- Task item
Your output must consist solely of the lines from the one containing "Ok(Self(value))" through the end of the records, reproduced exactly.

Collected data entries
════════
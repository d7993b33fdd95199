//! Configuration error types

use std::path::PathBuf;

use thiserror::Error;

/// Errors that can occur during configuration loading
#[derive(Debug, Error)]
pub enum ConfigError {
    #[error("Configuration loading failed: {0}")]
    LoadError(#[from] config::ConfigError),

    #[error("Validation failed: {0}")]
    ValidationFailed(#[from] ValidationError),
}

/// Errors that can occur during configuration validation
#[derive(Debug, Error, PartialEq, Eq)]
pub enum ValidationError {
    #[error("Diagnosis threshold must be at least {min}, got {actual}")]
    InvalidThreshold { min: usize, actual: usize },

    #[error("Extra reset keywords must not be blank")]
    BlankResetKeyword,

    #[error("Content catalog not found: {0}")]
    CatalogNotFound(PathBuf),

    #[error("Invalid log format '{0}' (expected 'pretty' or 'json')")]
    InvalidLogFormat(String),

    #[error("Invalid log filter '{0}'")]
    InvalidLogFilter(String),
}
//! Fixed assistant texts for the intake conversation.

/// First assistant message of every consultation.
pub const GREETING: &str = "Hello! I'm your AI medical assistant. I'll help you understand your symptoms better. Please describe your main symptoms, and I'll ask follow-up questions to narrow down possible conditions.";

/// Reply when a diagnosed conversation is reset.
pub const RESET_ACKNOWLEDGEMENT: &str =
    "Let's start a new consultation. Please describe your main symptoms.";

/// Reply to anything other than a reset once a diagnosis has been given.
pub const DIAGNOSED_HELP: &str = "I can help you with symptom analysis. Type 'new consultation' to start over, or switch to the Prescription Checker tab if you need prescription validation.";

/// Standing notice shown under the chat.
pub const MEDICAL_DISCLAIMER: &str = "Medical Disclaimer: This AI assistant provides informational support only and should not replace professional medical advice, diagnosis, or treatment. Always consult qualified healthcare providers for medical concerns.";

pub(super) const DIAGNOSIS_HEADER: &str = "Based on your symptoms, here's my assessment:\n\n";

pub(super) const DIAGNOSIS_CLOSING: &str = "\n⚠️ **Important:** This is an AI assessment only. Please consult with a healthcare professional for proper diagnosis and treatment.\n\nWould you like to start a new consultation or check a prescription?";
//! Percentage value object (0-100 scale).

use serde::{Deserialize, Serialize};
use std::fmt;
use std::str::FromStr;

use super::ValidationError;

/// A value between 0 and 100 inclusive.
///
/// Deserialization goes through [`Percentage::try_new`], so catalog files
/// carrying `confidence: 140` are rejected instead of silently clamped.
#[derive(Debug, Clone, Copy, PartialEq, Eq, PartialOrd, Ord, Hash, Serialize, Deserialize)]
#[serde(try_from = "u8", into = "u8")]
pub struct Percentage(u8);

impl Percentage {
    /// Zero percent.
    pub const ZERO: Self = Self(0);

    /// One hundred percent.
    pub const HUNDRED: Self = Self(100);

    /// Creates a new Percentage, clamping to valid range.
    pub const fn new(value: u8) -> Self {
        if value > 100 {
            Self(100)
        } else {
            Self(value)
        }
    }

    /// Creates a Percentage, returning error if out of range.
    pub fn try_new(value: u8) -> Result<Self, ValidationError> {
        if value > 100 {
            return Err(ValidationError::out_of_range(
                "percentage",
                0,
                100,
                value as i32,
            ));
        }
        Ok(Self(value))
    }

    /// Returns the value as u8.
    pub fn value(&self) -> u8 {
        self.0
    }
}

impl Default for Percentage {
    fn default() -> Self {
        Self::ZERO
    }
}

impl TryFrom<u8> for Percentage {
    type Error = ValidationError;

    fn try_from(value: u8) -> Result<Self, Self::Error> {
        Self::try_new(value)
    }
}

impl From<Percentage> for u8 {
    fn from(pct: Percentage) -> Self {
        pct.0
    }
}

/// Accepts `"85"` and `"85%"`.
impl FromStr for Percentage {
    type Err = ValidationError;

    fn from_str(s: &str) -> Result<Self, Self::Err> {
        let digits = s.trim().trim_end_matches('%').trim();
        let value: u8 = digits
            .parse()
            .map_err(|_| ValidationError::invalid_format("percentage", format!("'{}' is not a percentage", s)))?;
        Self::try_new(value)
    }
}

impl fmt::Display for Percentage {
    fn fmt(&self, f: &mut fmt::Formatter<'_>) -> fmt::Result {
        write!(f, "{}%", self.0)
    }
}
════════
- Answer to the problem
        Ok(Self(value))
    }

    /// Returns the value as u8.
    pub fn value(&self) -> u8 {
        self.0
    }
}

impl Default for Percentage {
    fn default() -> Self {
        Self::ZERO
    }
}

impl TryFrom<u8> for Percentage {
    type Error = ValidationError;

    fn try_from(value: u8) -> Result<Self, Self::Error> {
        Self::try_new(value)
    }
}

impl From<Percentage> for u8 {
    fn from(pct: Percentage) -> Self {
        pct.0
    }
}

/// Accepts `"85"` and `"85%"`.
impl FromStr for Percentage {
    type Err = ValidationError;

    fn from_str(s: &str) -> Result<Self, Self::Err> {
        let digits = s.trim().trim_end_matches('%').trim();
        let value: u8 = digits
            .parse()
            .map_err(|_| ValidationError::invalid_format("percentage", format!("'{}' is not a percentage", s)))?;
        Self::try_new(value)
    }
}

impl fmt::Display for Percentage {
    fn fmt(&self, f: &mut fmt::Formatter<'_>) -> fmt::Result {
        write!(f, "{}%", self.0)
    }
}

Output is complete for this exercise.